On 18/04/18 20:17, Rick C. Hodgin wrote:
> On 4/18/2018 1:56 PM, Chris Vine wrote:
>> On Wed, 18 Apr 2018 12:21:35 -0400
>> "Rick C. Hodgin" <
rick.c...@gmail.com> wrote:
>>> On 4/18/2018 12:03 PM, Chris Vine wrote:
<snip>
>> It is not about philosophy, whether about data or anything else. That
>> your code breaches the C++ language specification is the end of it.
>
> I agree it is the end of it with regards to the C++ language standard.
> My position is it's not the end of it with regards to the compiler. The
> compiler is free to do what it wants in the cases of UB, including do
> the correct operation.
There is no "correct operation" as far as C++ is concerned. The code
has undefined behaviour - that means it does not make sense in C++ or to
the compiler, even if you feel the intention of the code is clear to a
human reader. (Which it is, in this particular case.)
Imagine it as though someone had written the sentence "I went for a
drive in my bar". This is grammatically correct, and has correct
spelling - a computer spell-checker cannot spot the problem. Most
people would realise "bar" was a typo for "car" - your "unit test" on
the sentence would pass. But some people - perhaps someone with a
different native language, would get confused. The sentence has
"undefined behaviour".
>
>> That there is no strict aliasing rule in CAlive or some other language
>> (vapourware or otherwise) is irrelevant to the issue, as is whether you
>> think there should be a strict aliasing rule in C and C++. This is a
>> C++ newsgroup, there is a strict aliasing rule in C++ and if he is
>> writing C++ code with a C++ compiler he needs to know it.
>
> Agreed. If the C++ compiler adheres explicitly to the standard it
> may produce unusable code. If, however, it goes ahead and performs
> the operation, as we just saw MSVC++ does, then it is working in that
> compiler.
Code like this certainly /can/ have defined behaviour for particular
compilers and/or flags. But you can only rely on it if it is
documented, and if you are sure the code will only be used on such a
compiler. Otherwise it is a very subtle error waiting to creep up on
people.
(It's fine to write code that is specific for a particular compiler -
but you should do so only if you have good reason for it. And you
should document it, and ideally cause compile-time failures if the
assumptions about the tools are broken.)
>
>> [snip]
>>> The iterative loop method you propose is slower and very likely
>>> completely unnecessary given the nature of data computing in
>>> assembly / machine code.
>>
>> I wasn't proposing an iterative loop.
> I apologize. I mistook this post from Paavo Helde for being from you:
>
> bool is_valid(const char* data) {
> return std::find_if(data, data+8,
> [](char c) {return c&'\x80';})==data+8;
>
> My mistake.
>
> > You seem to be clueless. What
> > makes your attitude even more ridiculous is that there is a
> > zero-overhead way of doing it right.
>
> It's not zero-overhead. Your proposed memcpy() is iterative, and
> operates on the data on a byte-by-byte basis.

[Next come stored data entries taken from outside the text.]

//! Probability-of-up prediction with rule fallback.

use async_trait::async_trait;
use std::sync::Arc;
use std::time::Duration;
use tracing::warn;

use crate::domain::analysis::{PredictResult, PredictorSource};
use crate::error::Result;
use crate::indicators::FeatureSnapshot;
use crate::ml::{sigmoid, PupModel};

/// External probabilistic predictor boundary
#[async_trait]
pub trait Predictor: Send + Sync {
    async fn predict(&self, features: &FeatureSnapshot) -> Result<PredictResult>;
}

/// Predictor backed by the JSON p_up model exported by the training
/// pipeline; the model rejects any file whose feature contract does not
/// match this build. Inference is synchronous and cheap; the async surface
/// exists only to satisfy the boundary trait.
pub struct DensePredictor {
    model: PupModel,
}

impl DensePredictor {
    pub fn load(path: &str) -> Result<Self> {
        Ok(Self {
            model: PupModel::from_file(path)?,
        })
    }
}

#[async_trait]
impl Predictor for DensePredictor {
    async fn predict(&self, features: &FeatureSnapshot) -> Result<PredictResult> {
        let p_up = self.model.p_up(&features.to_vec())?;
        Ok(PredictResult {
            p_up,
            label: PredictResult::label_for(p_up),
            confidence: (p_up - 0.5).abs() * 200.0,
            source: PredictorSource::Model,
        })
    }
}

/// Wraps the injected predictor with a timeout and the rule fallback.
pub struct PredictAgent {
    predictor: Option<Arc<dyn Predictor>>,
    timeout: Duration,
}

impl PredictAgent {
    pub fn new(predictor: Option<Arc<dyn Predictor>>, timeout: Duration) -> Self {
        Self { predictor, timeout }
    }

    /// Predict from features, falling back to a sigmoid of the composite
    /// quant score whenever the model is absent, slow, or broken.
    pub async fn predict(
        &self,
        features: Option<&FeatureSnapshot>,
        composite_quant_score: f64,
    ) -> PredictResult {
        if let (Some(predictor), Some(features)) = (&self.predictor, features) {
            match tokio::time::timeout(self.timeout, predictor.predict(features)).await {
                Ok(Ok(result)) => return result,
                Ok(Err(e)) => warn!(error = %e, "predictor failed, using rule fallback"),
                Err(_) => warn!(
                    timeout_ms = self.timeout.as_millis() as u64,
                    "predictor timed out, using rule fallback"
                ),
            }
        }
        Self::rule_fallback(composite_quant_score)
    }

    /// Deterministic fallback: p_up = sigmoid(0.02 · composite), confidence
    /// capped at 50.
    pub fn rule_fallback(composite_quant_score: f64) -> PredictResult {
        let p_up = sigmoid(0.02 * composite_quant_score);
        PredictResult {
            p_up,
            label: PredictResult::label_for(p_up),
            confidence: ((p_up - 0.5).abs() * 200.0).min(50.0),
            source: PredictorSource::RuleFallback,
        }
    }
}

#[cfg(test)]
mod tests {
    use super::*;
    use crate::domain::analysis::PredictLabel;
    use crate::error::HelixError;

    struct FailingPredictor;

    #[async_trait]
    impl Predictor for FailingPredictor {
        async fn predict(&self, _features: &FeatureSnapshot) -> Result<PredictResult> {
            Err(HelixError::Predictor("model file corrupt".to_string()))
        }
    }

    struct SlowPredictor;

    #[async_trait]
    impl Predictor for SlowPredictor {
        async fn predict(&self, _features: &FeatureSnapshot) -> Result<PredictResult> {
            tokio::time::sleep(Duration::from_secs(60)).await;
            unreachable!("sleep outlives the test timeout")
        }
    }

    fn features() -> FeatureSnapshot {
        let snap = crate::testutil::snapshot("BTCUSDT");
        FeatureSnapshot::extract(&snap.m5.stable).unwrap()
    }

    #[test]
    fn fallback_is_sigmoid_of_composite() {
        let neutral = PredictAgent::rule_fallback(0.0);
        assert!((neutral.p_up - 0.5).abs() < 1e-12);
        assert_eq!(neutral.label, PredictLabel::Neutral);
        assert_eq!(neutral.source, PredictorSource::RuleFallback);

        let bullish = PredictAgent::rule_fallback(50.0);
        assert!(bullish.p_up > 0.7);
        assert_eq!(bullish.label, PredictLabel::Bullish);
        assert!(bullish.confidence <= 50.0);

        let bearish = PredictAgent::rule_fallback(-50.0);
        assert_eq!(bearish.label, PredictLabel::Bearish);
    }

    #[tokio::test]
    async fn predictor_error_degrades_to_fallback() {
        let agent = PredictAgent::new(Some(Arc::new(FailingPredictor)), Duration::from_secs(2));
        let result = agent.predict(Some(&features()), 25.0).await;
        assert_eq!(result.source, PredictorSource::RuleFallback);
    }

    #[tokio::test(start_paused = true)]
    async fn predictor_timeout_degrades_to_fallback() {
        let agent = PredictAgent::new(Some(Arc::new(SlowPredictor)), Duration::from_millis(50));
        let result = agent.predict(Some(&features()), 0.0).await;
        assert_eq!(result.source, PredictorSource::RuleFallback);
    }

    #[tokio::test]
    async fn missing_predictor_uses_fallback() {
        let agent = PredictAgent::new(None, Duration::from_secs(2));
        let result = agent.predict(Some(&features()), 10.0).await;
        assert_eq!(result.source, PredictorSource::RuleFallback);
        assert!(result.p_up > 0.5);
    }
}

Logically, yes, memcpy() is byte for byte. In practice, good compilers
will optimise memcpy() very nicely when the operands are appropriate.
In a case like this, a good compiler (with optimisation enabled,
obviously) will do a single 64-bit load on an architecture that supports
unaligned loads. It will do its best in other cases - using
byte-for-byte loads if needed, or bigger loads if the compiler has some
information about the alignment.
So the memcpy() solution will be as fast as your version on any target
that allows unaligned loads, and /correct/ on all targets regardless of
optimisations, flags, compiler variations, etc.
> It is slower than
> the proposal by the OP, and while yours may be conforming ... who
> cares if his faster method works? If his goal is to be expressly
> conforming, then it matters. But if he's targeting a range of
> tools where it will work using is_valid2() ... then honestly, who
> cares? Every C++ compiler is different and these things can be
> wrangled into tests and validated at startup with the simple load
> of a test case library that calls some functions included in the
> main executable.
>
There are certainly cases where implementation-specific code is fine.
If the code is full of calls to WinAPI functions, then relying on x86
features is perfectly reasonable. If it is full of MSVC extensions,
then relying on MSVC behaviour is also fine. (I don't know if MSVC
documents that it allows such pointer casts in this way.)
It is also fine to do:
#if __COMPILER_XXX
// Fast implementation known to work on XXX
bool is_valid(...
#else
// Possibly slow, but definitely correct fall-back version
bool is_valid(...
#endif
But in this particular case, memcpy() is your friend. In general,
memcpy with a small fixed size should be well optimised.